Universal Design/508 Compliance Checklist for Online Teaching

By Associate Professor of Classical Languages and Literature Tina Passman, University of Maine.

As you design your online course, please keep the following in mind. This will ensure both a smooth delivery to all learners and the minimal need for “retrofitting” your course AFTER you’ve put it together.

Course design:

____ fonts are simple, clear (Arial, Verdana, etc.) and 12-14 point whenever possible

____ high contrast color scheme throughout

____ avoids colors invisible to those who are colorblind

____ uses simple, consistent iconography

____ is easily navigated by all users

____ is intuitively designed

____ does not assume technological literacy beyond the beginners level, especially considering the demographic online instructor serves

Technology and bandwidth:

____ takes into account older computers with older operating systems (use .doc and .rtf when not using html)

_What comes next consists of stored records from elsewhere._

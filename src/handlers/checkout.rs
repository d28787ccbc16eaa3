use crate::auth::AuthenticatedUser;
use crate::errors::ServiceError;
use crate::handlers::AppState;
use crate::services::checkout::{PlaceOrderRequest, SessionResponse};
use crate::services::orders::OrderResponse;
use crate::ApiResponse;
use axum::{
    extract::{Json, State},
    http::StatusCode,
    routing::post,
    Router,
};
use serde::{Deserialize, Serialize};
use utoipa::ToSchema;

#[derive(Debug, Serialize, Deserialize, ToSchema)]
pub struct ConfirmSessionRequest {
    pub session_id: String,
}

/// Create a hosted payment session for an online-paid order.
#[utoipa::path(
    post,
    path = "/api/v1/checkout/sessions",
    request_body = PlaceOrderRequest,
    responses(
        (status = 201, description = "Session created", body = crate::ApiResponse<crate::services::checkout::SessionResponse>),
        (status = 400, description = "Bad request", body = crate::errors::ErrorResponse),
        (status = 502, description = "Gateway failure", body = crate::errors::ErrorResponse)
    ),
    security(("bearer_auth" = [])),
    tag = "Checkout"
)]
pub async fn create_payment_session(
    State(state): State<AppState>,
    user: AuthenticatedUser,
    Json(request): Json<PlaceOrderRequest>,
) -> Result<(StatusCode, Json<ApiResponse<SessionResponse>>), ServiceError> {
    let customer_id = user.customer_id().map_err(|_| {
        ServiceError::AuthError("Token subject is not a valid customer id".to_string())
    })?;

    let session = state
        .services
        .checkout
        .create_payment_session(customer_id, request)
        .await?;

    Ok((StatusCode::CREATED, Json(ApiResponse::success(session))))
}

/// Confirm a payment session after the gateway redirect. Idempotent: the
/// same session id always resolves to the same order.
#[utoipa::path(
    post,
    path = "/api/v1/checkout/confirm",
    request_body = ConfirmSessionRequest,
    responses(
        (status = 200, description = "Order materialized", body = crate::ApiResponse<crate::services::orders::OrderResponse>),
        (status = 402, description = "Payment incomplete", body = crate::errors::ErrorResponse)
    ),
    security(("bearer_auth" = [])),
    tag = "Checkout"
)]
pub async fn confirm_payment(
    State(state): State<AppState>,
    _user: AuthenticatedUser,
    Json(request): Json<ConfirmSessionRequest>,
) -> Result<Json<ApiResponse<OrderResponse>>, ServiceError> {
    let order = state
        .services
        .checkout
        .confirm_payment(&request.session_id)
        .await?;

    Ok(Json(ApiResponse::success(order)))
}

/// Create a setup-mode session collecting a card hold for a first-time
/// customer.
#[utoipa::path(
    post,
    path = "/api/v1/checkout/preauth/sessions",
    request_body = PlaceOrderRequest,
    responses(
        (status = 201, description = "Session created", body = crate::ApiResponse<crate::services::checkout::SessionResponse>),
        (status = 400, description = "Bad request", body = crate::errors::ErrorResponse)
    ),
    security(("bearer_auth" = [])),
    tag = "Checkout"
)]
pub async fn create_preauth_session(
    State(state): State<AppState>,
    user: AuthenticatedUser,
    Json(request): Json<PlaceOrderRequest>,
) -> Result<(StatusCode, Json<ApiResponse<SessionResponse>>), ServiceError> {
    let customer_id = user.customer_id().map_err(|_| {
        ServiceError::AuthError("Token subject is not a valid customer id".to_string())
    })?;

    let session = state
        .services
        .checkout
        .create_preauth_session(customer_id, request)
        .await?;

    Ok((StatusCode::CREATED, Json(ApiResponse::success(session))))
}

/// Confirm a setup-mode session: the hold must have succeeded. Idempotent by
/// setup-intent id.
#[utoipa::path(
    post,
    path = "/api/v1/checkout/preauth/confirm",
    request_body = ConfirmSessionRequest,
    responses(
        (status = 200, description = "Order materialized with authorized hold", body = crate::ApiResponse<crate::services::orders::OrderResponse>),
        (status = 402, description = "Hold incomplete", body = crate::errors::ErrorResponse)
    ),
    security(("bearer_auth" = [])),
    tag = "Checkout"
)]
pub async fn confirm_preauth(
    State(state): State<AppState>,
    _user: AuthenticatedUser,
    Json(request): Json<ConfirmSessionRequest>,
) -> Result<Json<ApiResponse<OrderResponse>>, ServiceError> {
    let order = state
        .services
        .checkout
        .confirm_preauth(&request.session_id)
        .await?;

    Ok(Json(ApiResponse::success(order)))
}

/// Checkout routes
pub fn checkout_routes() -> Router<AppState> {
    Router::new()
        .route("/sessions", post(create_payment_session))
        .route("/confirm", post(confirm_payment))
        .route("/preauth/sessions", post(create_preauth_session))
        .route("/preauth/confirm", post(confirm_preauth))
}
use crate::{
    entities::{
        order::OrderItem,
        product::{self, Entity as ProductEntity},
    },
    errors::ServiceError,
};
use rust_decimal::Decimal;
use rust_decimal_macros::dec;
use sea_orm::{DatabaseConnection, EntityTrait};
use serde::{Deserialize, Serialize};
use std::sync::Arc;
use tracing::{instrument, warn};
use utoipa::ToSchema;
use uuid::Uuid;

/// Client-sent price drift beyond this is logged; the catalog price wins
/// either way.
const PRICE_DRIFT_TOLERANCE: Decimal = dec!(0.01);

/// A line item as submitted by the client. The price is advisory: the
/// catalog is authoritative.
#[derive(Debug, Clone, Serialize, Deserialize, ToSchema)]
pub struct OrderItemInput {
    pub product_id: Uuid,
    #[serde(default)]
    pub name: Option<String>,
    #[serde(default)]
    pub price: Option<Decimal>,
    pub quantity: u32,
    #[serde(default)]
    pub size: Option<String>,
}

/// Prices intake line items against the catalog. Client-supplied prices are
/// never trusted for the total.
#[derive(Clone)]
pub struct PricingService {
    db: Arc<DatabaseConnection>,
}

impl PricingService {
    pub fn new(db: Arc<DatabaseConnection>) -> Self {
        Self { db }
    }

    /// Resolve every line against the catalog and compute the order total.
    #[instrument(skip(self, items))]
    pub async fn price_items(
        &self,
        items: &[OrderItemInput],
    ) -> Result<(Vec<OrderItem>, Decimal), ServiceError> {
        if items.is_empty() {
            return Err(ServiceError::ValidationError(
                "Order must contain at least one item".to_string(),
            ));
        }

        let mut priced = Vec::with_capacity(items.len());
        let mut total = Decimal::ZERO;

        for item in items {
            if item.quantity == 0 {
                return Err(ServiceError::ValidationError(
                    "Item quantity must be at least 1".to_string(),
                ));
            }

            let product = ProductEntity::find_by_id(item.product_id)
                .one(&*self.db)
                .await
                .map_err(ServiceError::db_error)?
                .ok_or_else(|| {
                    ServiceError::ValidationError(format!(
                        "Unknown product: {}",
                        item.product_id
                    ))
                })?;

            if !product.active {
                return Err(ServiceError::ValidationError(format!(
                    "Product no longer available: {}",
                    product.name
                )));
            }

            if let Some(claimed) = item.price {
                let drift = (claimed - product.price).abs();
                if drift > PRICE_DRIFT_TOLERANCE {
                    warn!(
                        product_id = %product.id,
                        claimed = %claimed,
                        catalog = %product.price,
                        "Client price drifted from catalog; using catalog price"
                    );
                }
            }

            let line = OrderItem {
                product_id: Some(product.id),
                name: product.name.clone(),
                price: product.price,
                quantity: item.quantity,
                size: item.size.clone(),
            };
            total += line.subtotal();
            priced.push(line);
        }

        Ok((priced, total))
    }
}

/// Helper shared by services and tests: the invariant total for a priced
/// item set.
pub fn items_total(items: &[OrderItem]) -> Decimal {
    items.iter().map(OrderItem::subtotal).sum()
}
use async_trait::async_trait;
use sea_orm::entity::prelude::*;
use serde::{Deserialize, Serialize};

/// Per-day order-number sequence. Bumped with a single conditional upsert so
/// concurrent writers never observe the same value.
#[derive(Clone, Debug, PartialEq, Eq, DeriveEntityModel, Serialize, Deserialize)]
#[sea_orm(table_name = "order_counters")]
pub struct Model {
    /// Calendar day, `YYYY-MM-DD`.
    #[sea_orm(primary_key, auto_increment = false)]
    pub day: String,
    pub last_seq: i32,
}

#[derive(Copy, Clone, Debug, EnumIter, DeriveRelation)]
pub enum Relation {}

#[async_trait]
impl ActiveModelBehavior for ActiveModel {}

____ provide video assignments accessible through links, rather than viseostreaming. Many areas do not have bandwidth sufficient for continuous viewing via videostreaming. Alternatively, put videostreamed material on reserve on DVDs.

____ videos, both lectures and clips, are captioned or a transcript is provided. If this is impossible or too costly, and alternate assignment is available for those who cannot access the material.

____ audio material is accompanied by a script, for those with low hearing and for students who do not have good sound quality on their computers. This also reinforces learning for all learners.

____ all images are provided with simple alt tags that can be easily understood by the learner with low vision. This includes charts and graphs.

____ embedded slide shows are readable by a screen reader, i.e., are also provided with alt tags and descriptions, easily achieved through software such as LecSharePro.